Checking Oracle Environment Variables

Run the following command on all RAC nodes:
su - oracle
$ set | grep ORA
ORACLE_BASE=/u01/app/oracle
ORACLE_SID=orcl1
$
It is important that $ORACLE_SID is different on each RAC node!
It is also recommended that $ORACLE_HOME is not set but that OUI selects the home directory.

Installing Oracle 10g Cluster Ready Services (CRS) R1 (10.1.0.2)
In order to install the Cluster Ready Services (CRS) R1 (10.1.0.2) on all RAC nodes, OUI has to be launched on only one RAC node. In my example I will run OUI always on rac1pub.

To install CRS, insert the "Cluster Ready Services (CRS) R1 (10.1.0.2)" CD (downloadedd image name: "ship.crs.cpio.gz"), and mount it on e.g. rac1pub:
su - root
mount /mnt/cdrom

Use the oracle terminal that you prepared for ssh at Automating Authentication for oracle ssh Logins and execute runInstaller:
oracle$ /mnt/cdrom/runInstaller

- Welcome Screen: Click Next
- Inventory directory and credentials:
Click Next
- Unix Group Name: Use "oinstall".
- Root Script Window: Open another window, login as root, and run /tmp/orainstRoot.sh
on the node where you launched runInstaller.
After you've run the script, click Continue.
- File Locations: I used the recommended default values:
Destination Name: OraCr10g_home1
Destination Path: /u01/app/oracle/product/10.1.0/crs_1
Click Next
- Language Selection: Click Next
- Cluster Configuration:
Cluster Name: crs
Cluster Nodes: Public Node Name: rac1pub Private Node Name: rac1prv
Public Node Name: rac2pub Private Node Name: rac2prv
Public Node Name: rac3pub Private Node Name: rac3prv
Click Next
- Private Interconnect Enforcement:
Interface Name: eth0 Subnet: 192.168.1.0 Interface Type: Public
Interface Name: eth1 Subnet: 192.168.2.0 Interface Type: Private
Click Next
- Oracle Cluster Registry:
OCR Location: /u02/oradata/orcl/OCRFile
Click Next
- Voting Disk: Voting disk file name: /u02/oradata/orcl/CSSFile
Click Next
- Root Script Window:
Open another window, login as root, and execute
/u01/app/oracle/oraInventory/orainstRoot.sh on ALL RAC Nodes!

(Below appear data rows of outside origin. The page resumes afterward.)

use std::collections::HashMap;
use std::sync::Arc;

use parking_lot::RwLock;
use parking_lot::lock_api::ArcRwLockReadGuard;
use tracing::debug;

use crate::collection::{Collection, DeleteResult, InsertManyResult, UpdateResult};
use crate::config::StoreConfig;
use crate::document::Document;
use crate::error::{Error, Result};
use crate::pipeline::Pipeline;
use crate::projection::Projection;
use crate::query::{self, FindOptions, Filter};
use crate::update::UpdateSpec;
use crate::value::Value;

type Registry = RwLock<HashMap<String, Arc<RwLock<Collection>>>>;

/// An in-memory store of named collections.
///
/// Thread-safe: a `RwLock` guards the name registry and every collection
/// sits behind its own `RwLock`, so reads on the same collection run
/// concurrently while a write excludes every other operation on that
/// collection for its whole duration. Reads lock recursively, so a thread
/// holding a [`Cursor`] is never blocked by a queued writer.
#[derive(Debug)]
pub struct Store {
    config: StoreConfig,
    collections: Arc<Registry>,
}

impl Default for Store {
    fn default() -> Self {
        Self::new()
    }
}

impl Store {
    pub fn new() -> Self {
        Self {
            config: StoreConfig::default(),
            collections: Arc::new(RwLock::new(HashMap::new())),
        }
    }

    pub fn with_config(config: StoreConfig) -> Result<Self> {
        config.validate()?;
        Ok(Self {
            config,
            collections: Arc::new(RwLock::new(HashMap::new())),
        })
    }

    pub fn config(&self) -> &StoreConfig {
        &self.config
    }

    fn new_collection(&self, name: &str) -> Arc<RwLock<Collection>> {
        Arc::new(RwLock::new(Collection::with_options(
            name,
            self.config.initial_capacity,
            self.config.max_documents_per_collection,
        )))
    }

    fn handle(&self, name: &str, inner: Arc<RwLock<Collection>>) -> CollectionHandle {
        CollectionHandle {
            name: name.to_string(),
            inner,
            registry: Arc::clone(&self.collections),
        }
    }

    /// Get a handle to a collection, creating it when the store is
    /// configured to do so.
    pub fn collection(&self, name: &str) -> Result<CollectionHandle> {
        // Fast path: read lock only
        if let Some(col) = self.collections.read().get(name) {
            return Ok(self.handle(name, Arc::clone(col)));
        }
        if !self.config.auto_create_collections {
            return Err(Error::CollectionNotFound(name.to_string()));
        }
        let mut cols = self.collections.write();
        // Double-check after acquiring write lock
        let col = cols
            .entry(name.to_string())
            .or_insert_with(|| {
                debug!(target: "memdoc::engine", collection = name, "collection created");
                self.new_collection(name)
            })
            .clone();
        Ok(self.handle(name, col))
    }

    /// Create a new, empty collection.
    pub fn create_collection(&self, name: &str) -> Result<CollectionHandle> {
        let mut cols = self.collections.write();
        if cols.contains_key(name) {
            return Err(Error::CollectionAlreadyExists(name.to_string()));
        }
        let col = self.new_collection(name);
        cols.insert(name.to_string(), Arc::clone(&col));
        debug!(target: "memdoc::engine", collection = name, "collection created");
        Ok(self.handle(name, col))
    }

    /// List all collection names, sorted.
    pub fn list_collection_names(&self) -> Vec<String> {
        let mut names: Vec<String> = self.collections.read().keys().cloned().collect();
        names.sort();
        names
    }

    /// Drop a collection. Returns whether it existed.
    ///
    /// Handles obtained earlier keep working on the detached collection.
    pub fn drop_collection(&self, name: &str) -> bool {
        let dropped = self.collections.write().remove(name).is_some();
        debug!(target: "memdoc::engine", collection = name, dropped, "drop_collection");
        dropped
    }
}

// ---------------------------------------------------------------------------
// Collection handle
// ---------------------------------------------------------------------------

/// A cheap, cloneable handle to one collection of a [`Store`].
///
/// Filters, updates, projections and pipelines are parsed before any lock
/// is taken, so malformed input never blocks other callers.
#[derive(Debug, Clone)]
pub struct CollectionHandle {
    name: String,
    inner: Arc<RwLock<Collection>>,
    registry: Arc<Registry>,
}

impl CollectionHandle {
    pub fn name(&self) -> &str {
        &self.name
    }

    pub fn insert_one(&self, doc: Document) -> Result<Value> {
        self.inner.write().insert(doc)
    }

    pub fn insert_many(&self, docs: Vec<Document>) -> InsertManyResult {
        self.inner.write().insert_many(docs)
    }

    /// Find documents matching `filter`, optionally projected.
    ///
    /// The returned [`Cursor`] holds a read lock on the collection until it
    /// is dropped. Other reads from the same thread may run meanwhile, even
    /// with a writer queued, since every read takes the lock recursively.
    /// Writing to the same collection from that thread deadlocks.
    pub fn find(&self, filter: &Document, projection: Option<&Document>) -> Result<Cursor> {
        let options = FindOptions {
            projection: projection.cloned(),
            ..Default::default()
        };
        self.find_with_options(filter, &options)
    }

    /// Find with projection, sort, skip and limit. With a sort the matching
    /// positions are ordered up front; documents are still cloned lazily.
    pub fn find_with_options(&self, filter: &Document, options: &FindOptions) -> Result<Cursor> {
        let filter = Filter::parse(filter)?;
        let projection = options.projection.as_ref().map(Projection::parse).transpose()?;
        let guard = self.inner.read_arc_recursive();

        let order = options.sort.as_ref().map(|keys| {
            let docs = guard.documents();
            let mut positions: Vec<usize> = (0..docs.len())
                .filter(|&i| filter.matches(&docs[i]))
                .collect();
            // stable: ties keep collection order
            positions.sort_by(|&a, &b| query::compare_documents(&docs[a], &docs[b], keys));
            positions
        });

        debug!(
            target: "memdoc::engine",
            collection = %self.name,
            sorted = order.is_some(),
            skip = options.skip,
            limit = options.limit,
            "find"
        );
        Ok(Cursor {
            guard,
            filter,
            projection,
            order,
            position: 0,
            skip: to_usize(options.skip.unwrap_or(0)),
            remaining: options.limit.map(to_usize),
        })
    }

    pub fn find_one(&self, filter: &Document) -> Result<Option<Document>> {
        let filter = Filter::parse(filter)?;
        Ok(self.inner.read_recursive().find_one(&filter).cloned())
    }

    pub fn update_one(&self, filter: &Document, update: &Document) -> Result<UpdateResult> {
        self.update(filter, update, false)
    }

    pub fn update_many(&self, filter: &Document, update: &Document) -> Result<UpdateResult> {
        self.update(filter, update, true)
    }

    fn update(&self, filter: &Document, update: &Document, multi: bool) -> Result<UpdateResult> {
        let filter = Filter::parse(filter)?;
        let update = UpdateSpec::parse(update)?;
        self.inner.write().update_matching(&filter, &update, multi)
    }

    pub fn delete_one(&self, filter: &Document) -> Result<DeleteResult> {
        let filter = Filter::parse(filter)?;
        Ok(self.inner.write().delete_matching(&filter, false))
    }

    pub fn delete_many(&self, filter: &Document) -> Result<DeleteResult> {
        let filter = Filter::parse(filter)?;
        Ok(self.inner.write().delete_matching(&filter, true))
    }

    pub fn count_documents(&self, filter: &Document) -> Result<usize> {
        let filter = Filter::parse(filter)?;
        Ok(self.inner.read_recursive().count(&filter))
    }

    /// Total number of documents, without evaluating a filter.
    pub fn estimated_document_count(&self) -> usize {
        self.inner.read_recursive().len()
    }

    /// Run an aggregation pipeline over this collection.
    ///
    /// The source is snapshotted under a read lock (filtered by a leading
    /// `$match` when there is one) and the stages then run without holding
    /// any lock. `$lookup` reads each foreign collection under its own read
    /// lock; an unknown foreign collection joins as empty.
    pub fn aggregate(&self, stages: &[Document]) -> Result<Vec<Document>> {
        let pipeline = Pipeline::parse(stages)?;

        let (initial, start) = {
            let col = self.inner.read_recursive();
            match pipeline.leading_match() {
                Some(filter) => (col.find_matching(filter).cloned().collect(), 1),
                None => (col.documents().to_vec(), 0),
            }
        };
        let scanned = initial.len();

        let lookup_fn = |foreign: &str, filter: &Filter| -> Result<Vec<Document>> {
            let col = self.registry.read().get(foreign).cloned();
            Ok(match col {
                Some(col) => col.read_recursive().find_matching(filter).cloned().collect(),
                None => Vec::new(),
            })
        };

        let output = pipeline.execute_from(start, initial, &lookup_fn)?;
        debug!(
            target: "memdoc::engine",
            collection = %self.name,
            stages = pipeline.len(),
            scanned,
            output = output.len(),
            "aggregate"
        );
        Ok(output)
    }
}

fn to_usize(n: u64) -> usize {
    usize::try_from(n).unwrap_or(usize::MAX)
}

// ---------------------------------------------------------------------------
// Cursor
// ---------------------------------------------------------------------------

/// Lazy, single-pass iterator over the results of a find.
///
/// Each call to `next` yields an owned copy of the next matching document.
/// To iterate again, call `find` again.
pub struct Cursor {
    guard: ArcRwLockReadGuard<parking_lot::RawRwLock, Collection>,
    filter: Filter,
    projection: Option<Projection>,
    /// Pre-filtered, sorted positions when the find has a sort.
    order: Option<Vec<usize>>,
    position: usize,
    skip: usize,
    remaining: Option<usize>,
}

impl Iterator for Cursor {
    type Item = Document;

    fn next(&mut self) -> Option<Document> {
        if self.remaining == Some(0) {
            return None;
        }
        let docs = self.guard.documents();
        loop {
            let doc = match &self.order {
                Some(order) => {
                    let &i = order.get(self.position)?;
                    self.position += 1;
                    &docs[i]
                }
                None => {
                    let doc = docs.get(self.position)?;
                    self.position += 1;
                    if !self.filter.matches(doc) {
                        continue;
                    }
                    doc
                }
            };
            if self.skip > 0 {
                self.skip -= 1;
                continue;
            }
            if let Some(remaining) = self.remaining.as_mut() {
                *remaining -= 1;
            }
            return Some(match &self.projection {
                Some(projection) => projection.apply(doc),
                None => doc.clone(),
            });
        }
    }
}

// ===========================================================================
// Tests
// ===========================================================================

NOTE: For any reason Oracle does not create the log directory
"/u01/app/oracle/product/10.1.0/crs_1/log". If there are problems with
CRS, it will create log files in this directory, but only if it exists.
Therefore make sure to create this directory as oracle:
oracle$ mkdir /u01/app/oracle/product/10.1.0/crs_1/log

After you've run the script, click Continue.
- Setup Privileges Script Window:
Open another window, login as root, and execute
/u01/app/oracle/product/10.1.0/crs_1/root.sh on ALL RAC Nodes one by one!
Note that his can take a while. On the last RAC node, the output of the
script was as follows:
...
CSS is active on these nodes.
rac1pub
rac2pub
rac3pub
CSS is active on all nodes.
Oracle CRS stack installed and running under init(1M)
Click OK
- Summary: Click Install
- When installation is completed, click Exit.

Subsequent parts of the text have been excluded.